Rituals that Hold What Words Cannot
When the Ocean Calls Us Home
There are moments life shapes in such a way that they are impossible to plan for… moments stitched from love, loss, and the unshakable knowing that we are more than our time on earth.
Today marks one of those moments for me.
The day my son was welcomed by the Pacific Ocean.
I stood on the shore, as I had so many times before, watching the sea move in her ancient rhythm. In years past, I watched from this same place as he surfed, dove deep, and surfaced with joy in his hands. Sometimes a fish, sometimes just the delight of having been fully embraced by the water. I prayed for his safety then, holding space for his protection. Today, I held space for something greater: the continuation of his journey, the meeting of his spirit with the great, breathing body of the ocean.
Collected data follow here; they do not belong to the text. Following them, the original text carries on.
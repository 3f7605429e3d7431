use async_trait::async_trait;
use reqwest::Client;
use serde::Serialize;
use shared::{
    domain::RequestMode,
    protocol::{WorldCreateRequest, WorldRandomRequest, WorldRequest, WorldResult},
};
use tracing::debug;
use url::Url;

pub mod controller;
pub mod error;
pub mod form;
pub mod presenter;

pub use controller::{Outcome, WorldFormController};
pub use error::GenerationError;
pub use form::FormState;
pub use presenter::{present, ResultView, WorldCard};

/// Default base URL of the generation service when none is configured.
pub const DEFAULT_API_BASE_URL: &str = "http://localhost:8000";

#[async_trait]
pub trait WorldGenerator: Send + Sync {
    async fn generate(&self, request: &WorldRequest) -> Result<WorldResult, GenerationError>;
}

/// HTTP client for the world generation service. One call per request, no
/// retries and no timeout.
#[derive(Debug, Clone)]
pub struct WorldClient {
    http: Client,
    base_url: Url,
}

impl WorldClient {
    pub fn new(base_url: &str) -> Result<Self, GenerationError> {
        Self::with_http_client(Client::new(), base_url)
    }

    pub fn with_http_client(http: Client, base_url: &str) -> Result<Self, GenerationError> {
        let parsed = Url::parse(base_url.trim()).map_err(|err| GenerationError::InvalidBaseUrl {
            url: base_url.to_string(),
            reason: err.to_string(),
        })?;
        if parsed.cannot_be_a_base() || !matches!(parsed.scheme(), "http" | "https") {
            return Err(GenerationError::InvalidBaseUrl {
                url: base_url.to_string(),
                reason: "expected an http(s) url".to_string(),
            });
        }
        Ok(Self {
            http,
            base_url: parsed,
        })
    }

    pub fn base_url(&self) -> &Url {
        &self.base_url
    }

    pub fn endpoint(&self, mode: RequestMode) -> String {
        format!(
            "{}{}",
            self.base_url.as_str().trim_end_matches('/'),
            mode.endpoint_path()
        )
    }

    pub async fn create_world(
        &self,
        request: &WorldCreateRequest,
    ) -> Result<WorldResult, GenerationError> {
        self.post_world(RequestMode::Create, request).await
    }

    pub async fn random_world(
        &self,
        request: &WorldRandomRequest,
    ) -> Result<WorldResult, GenerationError> {
        self.post_world(RequestMode::Random, request).await
    }

    async fn post_world<B>(&self, mode: RequestMode, body: &B) -> Result<WorldResult, GenerationError>
    where
        B: Serialize + ?Sized,
    {
        let url = self.endpoint(mode);
        debug!(%url, "posting world request");
        let response = self.http.post(&url).json(body).send().await?;

        let status = response.status();
        if !status.is_success() {
            let body = response.text().await.unwrap_or_default();
            return Err(GenerationError::Status {
                status: status.as_u16(),
                body,
            });
        }

        let bytes = response.bytes().await?;
        serde_json::from_slice::<WorldResult>(&bytes)
            .map_err(|err| GenerationError::MalformedResponse(err.to_string()))
    }
}

#[async_trait]
impl WorldGenerator for WorldClient {
    async fn generate(&self, request: &WorldRequest) -> Result<WorldResult, GenerationError> {
        match request {
            WorldRequest::Create(body) => self.create_world(body).await,
            WorldRequest::Random(body) => self.random_world(body).await,
        }
    }
}

#[cfg(test)]
#[path = "tests/lib_tests.rs"]
mod tests;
The Teachings Hidden in Loss
Grief, in its purest form, is a teacher.
It strips away the unnecessary, the distractions, and the illusions we thought mattered. It asks us to live honestly, because every breath becomes more precious. It opens our eyes to what remains: connection, beauty, love and the sacredness in the most ordinary moments.
I have learned that grief is not something to “move on” from. It is something to move with. Like the tide, it rises and falls. And in its rhythm, it carves out a deeper capacity for compassion, patience, and presence.
Loss has taught me that the medicine we seek is often within us:
Our willingness to feel fully without trying to rush the ache away.
Our capacity to witness beauty even in the shadows.
Our choice to keep showing up for life, for each other, for the earth.
Ritual as a Bridge
The day I returned my son to the Pacific was a ritual. Not because I followed a prescribed set of steps, but because I entered it with intention. Ritual is not only ceremony, it is the act of crossing into a moment aware, awake, and willing to meet it with our whole self.
When we approach life this way, everyday actions become sacred:
lighting a candle at sunset, placing flowers on the water, breathing with the wind, speaking aloud the name of someone we love.
These acts do not heal us in the sense of erasing pain. Rather, they make space for the pain to live beside love. In this way, the medicine is not the candle, or the flower, or the water. The medicine is us. Our presence, our courage, our choice to open.
How to Honour Through Your Own Medicine
Listen to Your Heart’s Timing
There is no right day or hour to honour someone or something you’ve lost. Notice when your body and spirit feel called, and respond.Choose an Element That Speaks to You
For me, it was the ocean. For you, it may be earth, fire, wind, or sky. Let nature hold what words cannot.Bring a Piece of Yourself
This could be a story, a song, a poem, a prayer. It could be your bare feet on the earth, your breath moving with the waves, or tears that fall like rain.Acknowledge the Ripple
Speak aloud how the person or experience touched others, directly and indirectly. This keeps the thread of connection alive.Stay a While
Ritual is not rushed. Allow yourself time to simply be, without expecting a “result.” The medicine is in the being.
The Ocean Keeps Him
When I meet the ocean now, I feel him…playful, free, and whole. I see him in the light dancing on the waves, in the strength of the swell, in the endless pull of the tide. I remember that he is not gone; he is simply shared woven now into water, into air, into every place love is felt.
May we each remember that our presence, our choice to meet life with reverence, and our willingness to love deeply… are all the medicine we need. Love heals.